The timing is important. The United States is entering a high-visibility stretch that includes the 2026 FIFA World Cup, America 250 events and the 2028 Summer Olympics in Los Angeles. Those events can introduce international visitors to U.S. cities they might not otherwise choose, but the industry still has to turn awareness into bookable itineraries. IPW is one of the main places where those itineraries are negotiated.

Fort Lauderdale Used the Event to Sell a Gateway Destination

Greater Fort Lauderdale hosted IPW for the first time from May 17 to 21 at the Broward County Convention Center. Visit Lauderdale had projected before the event that hosting the show could generate $14.2 billion in economic impact over the next three years, a figure tied to the longer-term business that travel buyers and media exposure can produce.

The local pitch was also practical: Fort Lauderdale is both a leisure destination and a gateway. The destination marketing organization highlighted the area’s beaches, waterways, cultural offerings, dining, hotel base and proximity to Fort Lauderdale-Hollywood International Airport. It also emphasized that FLL is close to the beach, Port Everglades, the convention center and downtown, a useful selling point for international travelers combining flights, cruises, meetings and short leisure stays.

For readers planning travel through South Florida, Odyssey’s Fort Lauderdale-Hollywood International Airport flight page can help track airport options, while the site’s guides to car rental at FLL and airport transfers and taxis from FLL are relevant for travelers who want to compare ground transportation before arrival.

The Bigger Question Is Whether Interest Becomes Bookings

The encouraging headline from IPW is that the U.S. still has a large global sales platform and thousands of international partners willing to engage with American destinations. The more complicated part is that inbound recovery is not automatic. U.S. Travel has repeatedly pointed to barriers such as visa wait times, limited visa-free travel, infrastructure constraints and staffing shortages that can make it harder for visitors to choose the United States over competing destinations.

That tension is central to the U.S. market in 2026. On one side, major events and strong destination brands give the country a powerful demand story. On the other, travelers and trade partners still need a trip that feels easy to book, easy to enter and worth the cost.
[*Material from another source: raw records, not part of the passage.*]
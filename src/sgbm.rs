//! # Semi-global block matching
//!
//! This module provides a semi-global block matcher in the style of Hirschmüller's
//! ("Stereo Processing by Semiglobal Matching and Mutual Information")[https://core.ac.uk/download/pdf/11134866.pdf],
//! using block aggregated Birchfield-Tomasi costs on Sobel pre-filtered images.
//!
//! The same matcher computes the right-based map by mirroring both views, so the left-based and
//! right-based maps share their parameters exactly.

// -----------------------------------------------------------------------------------------------
// IMPORTS
// -----------------------------------------------------------------------------------------------

use std::time::Instant;

use image::imageops;
use imageproc::gradients::horizontal_sobel;
use serde::Deserialize;

use crate::disparity::{DisparityAlgorithm, DisparityMap, DISP_SCALE, DISP_SHIFT};
use crate::error::*;
use crate::frame::Plane;

// -----------------------------------------------------------------------------------------------
// CONSTANTS
// -----------------------------------------------------------------------------------------------

/// Channel count used when scaling the smoothness penalties.
///
/// Grayscale input is still penalised as if it had three channels.
const PENALTY_CHANNELS: u32 = 3;

// -----------------------------------------------------------------------------------------------
// DATA STRUCTURES
// -----------------------------------------------------------------------------------------------

pub struct SemiGlobalMatcher {
    params: Params,
    base: BaseView
}

#[derive(Debug, Clone, PartialEq)]
pub struct Params {
    pub min_disparity: i32,
    pub num_disparities: u32,
    pub block_size: u32,

    /// Penalty for a disparity change of one pixel between neighbours.
    pub p1: u32,

    /// Penalty for larger disparity changes between neighbours.
    pub p2: u32,

    /// Maximum difference between the left-based and the internal right-based disparity, in
    /// whole pixels. Negative values disable the check.
    pub disp12_max_diff: i32,
    pub pre_filter_cap: i32,

    /// Margin, in percent, by which the best cost must beat every non-adjacent candidate.
    pub uniqueness_ratio: u32,
    pub speckle_window_size: u32,

    /// Maximum disparity step within a connected region, in whole pixels.
    pub speckle_range: u32,
    pub mode: Mode
}

/// The set of scanline directions aggregated.
#[derive(Deserialize, Debug, Clone, Copy, PartialEq, Eq)]
#[serde(rename_all = "snake_case")]
pub enum Mode {
    /// Left to right, right to left and top to bottom.
    ThreeWay,
    /// `ThreeWay` plus bottom to top.
    FourWay,
    /// All horizontal, vertical and diagonal directions.
    EightWay
}

/// The view whose pixel grid the output map is aligned with.
#[derive(Debug, Clone, Copy, PartialEq, Eq)]
pub enum BaseView {
    Left,
    Right
}

// -----------------------------------------------------------------------------------------------
// IMPLEMENTATIONS
// -----------------------------------------------------------------------------------------------

impl Params {
    /// The reference parameter set for a search range of `num_disparities` pixels.
    pub fn with_num_disparities(num_disparities: u32) -> Self {
        let block_size = 3;
        let area = block_size * block_size;

        Self {
            min_disparity: 0,
            num_disparities,
            block_size,
            p1: 8 * PENALTY_CHANNELS * area,
            p2: 32 * PENALTY_CHANNELS * area,
            disp12_max_diff: 12,
            pre_filter_cap: 63,
            uniqueness_ratio: 10,
            speckle_window_size: 64,
            speckle_range: 2,
            mode: Mode::ThreeWay
        }
    }

    pub fn validate(&self) -> Result<()> {
        if self.num_disparities == 0 || self.num_disparities % 16 != 0 {
            return Err(Error::Configuration(format!(
                "num_disparities must be a positive multiple of 16, got {}",
                self.num_disparities
            )));
        }
        if self.block_size == 0 || self.block_size % 2 == 0 {
            return Err(Error::Configuration(format!(
                "block_size must be odd, got {}",
                self.block_size
            )));
        }
        if self.p2 <= self.p1 {
            return Err(Error::Configuration(format!(
                "p2 ({}) must be greater than p1 ({})",
                self.p2,
                self.p1
            )));
        }
        if self.pre_filter_cap <= 0 || self.pre_filter_cap > 127 {
            return Err(Error::Configuration(format!(
                "pre_filter_cap must be within 1..=127, got {}",
                self.pre_filter_cap
            )));
        }

        Ok(())
    }
}

impl Default for Params {
    fn default() -> Self {
        Self::with_num_disparities(16)
    }
}

impl Default for Mode {
    fn default() -> Self {
        Mode::ThreeWay
    }
}

impl Mode {
    fn directions(&self) -> &'static [(isize, isize)] {
        match self {
            Mode::ThreeWay => &[(1, 0), (-1, 0), (0, 1)],
            Mode::FourWay => &[(1, 0), (-1, 0), (0, 1), (0, -1)],
            Mode::EightWay => &[
                (1, 0), (-1, 0), (0, 1), (0, -1),
                (1, 1), (-1, 1), (1, -1), (-1, -1)
            ]
        }
    }
}

impl SemiGlobalMatcher {
    /// Create a left-based matcher with the given parameters.
    pub fn new(params: Params) -> Self {
        Self {
            params,
            base: BaseView::Left
        }
    }

    /// Create the matching right-based matcher.
    ///
    /// It must be called as `compute(right, left)` and yields disparities in
    /// `-(min_disparity + num_disparities - 1)..=-min_disparity`.
    pub fn right_matcher(&self) -> Self {
        Self {
            params: self.params.clone(),
            base: BaseView::Right
        }
    }

    pub fn params(&self) -> &Params {
        &self.params
    }

    pub fn base(&self) -> BaseView {
        self.base
    }
}

impl DisparityAlgorithm for SemiGlobalMatcher {
    fn compute(&mut self, base: &Plane, matched: &Plane) -> Result<DisparityMap> {
        self.params.validate()?;

        if base.dimensions() != matched.dimensions() {
            return Err(Error::Shape {
                rows: matched.height(),
                cols: matched.width(),
                format: "MONO8",
                expected: (base.width() * base.height()) as usize,
                actual: (matched.width() * matched.height()) as usize
            });
        }

        let start = Instant::now();

        let map = match self.base {
            BaseView::Left => match_planes(base, matched, &self.params),
            BaseView::Right => {
                let mirrored = match_planes(
                    &imageops::flip_horizontal(base),
                    &imageops::flip_horizontal(matched),
                    &self.params
                );
                mirror_and_negate(&mirrored)
            }
        };

        log::debug!(
            "{:?}-based disparity of {}x{} computed in {:?} ({:.1}% valid)",
            self.base,
            base.width(),
            base.height(),
            start.elapsed(),
            map.valid_fraction() * 100.0
        );

        Ok(map)
    }
}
A successful trade show can start the commercial conversation, but policy, air service, airport processing and destination pricing will affect how much of that opportunity turns into real visitor spending.

What Travelers and Travel Businesses Should Watch

For U.S. travelers, IPW does not immediately change airfare or hotel prices. Its effect is more indirect: it helps shape where international demand may build over the next several seasons. Destinations that use IPW well can attract more overseas visitors, more packaged itineraries, more airline interest and more media attention. That can support new routes and more travel products, but it can also increase competition for hotels and attractions during peak periods.
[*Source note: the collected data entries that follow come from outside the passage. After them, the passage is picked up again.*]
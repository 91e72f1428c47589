//! Live preview window.

use minifb::{Key, KeyRepeat, Window, WindowOptions};

use super::{CaptureTrigger, FrameSink};
use crate::acquisition::CancelToken;
use crate::depth::DepthFrame;
use crate::error::*;

/// Shows the left view beside the disparity heatmap.
///
/// Closing the window or pressing `q` or Escape cancels the run through the given token. With a
/// trigger attached, pressing space requests a capture of the next frame.
pub struct PreviewSink {
    window: Window,
    buffer: Vec<u32>,
    width: usize,
    height: usize,
    cancel: CancelToken,
    trigger: Option<CaptureTrigger>
}

impl PreviewSink {
    pub fn new(width: u32, height: u32, cancel: CancelToken) -> Result<Self> {
        let (width, height) = (width as usize, height as usize);

        let window = Window::new(
            "depthcam - ESC or q to exit",
            2 * width,
            height,
            WindowOptions::default()
        ).map_err(|e| Error::Preview(e.to_string()))?;

        Ok(Self {
            window,
            buffer: vec![0; 2 * width * height],
            width,
            height,
            cancel,
            trigger: None
        })
    }

    /// Raise `trigger` whenever space is pressed.
    pub fn with_trigger(mut self, trigger: CaptureTrigger) -> Self {
        self.trigger = Some(trigger);
        self
    }

    fn draw(&mut self, frame: &DepthFrame) {
        let rgb = |r: u8, g: u8, b: u8| (u32::from(r) << 16) | (u32::from(g) << 8) | u32::from(b);
        let (width, height) = (self.width, self.height);
        let stride = 2 * width;
        let buffer = &mut self.buffer;
        let mut put = |x: u32, y: u32, offset: usize, val: u32| {
            let (x, y) = (x as usize, y as usize);
            if x < width && y < height {
                buffer[y * stride + offset + x] = val;
            }
        };

        for (x, y, px) in frame.left.enumerate_pixels() {
            put(x, y, 0, rgb(px[0], px[0], px[0]));
        }

        // Without disparity the right view takes the heatmap's place
        match &frame.heatmap {
            Some(heatmap) => {
                for (x, y, px) in heatmap.enumerate_pixels() {
                    put(x, y, width, rgb(px[0], px[1], px[2]));
                }
            },
            None => {
                for (x, y, px) in frame.right.enumerate_pixels() {
                    put(x, y, width, rgb(px[0], px[0], px[0]));
                }
            }
        }
    }
}

impl FrameSink for PreviewSink {
    fn consume(&mut self, frame: &DepthFrame) {
        if !self.window.is_open()
            || self.window.is_key_down(Key::Escape)
            || self.window.is_key_down(Key::Q)
        {
            log::info!("Preview closed, cancelling");
            self.cancel.cancel();
            return;
        }

        if let Some(trigger) = &self.trigger {
            if self.window.is_key_pressed(Key::Space, KeyRepeat::No) {
                trigger.request();
            }
        }

        self.draw(frame);

        if let Err(e) = self.window.update_with_buffer(&self.buffer, 2 * self.width, self.height) {
            log::warn!("Could not update preview: {}", e);
        }
    }

    fn finish(&mut self) -> Result<()> {
        Ok(())
    }

    fn name(&self) -> &str {
        "preview"
    }
}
For travel businesses, the message is clearer. The U.S. inbound market remains a high-value opportunity, but one that needs active selling. Hotels, airports, cruise ports, local tour operators and destination marketers that can make trips easier to plan across flights, lodging, ground transport and activities are better positioned to capture demand from international buyers.

IPW 2026’s Fort Lauderdale edition did not solve every challenge facing inbound U.S. travel. It did, however, put thousands of influential buyers and media professionals in front of American destinations at a moment when the country needs every credible advantage in the global competition for travelers. For the U.S. travel market, that makes this week’s gathering more than an industry event. It is a test of whether America can turn attention into arrivals.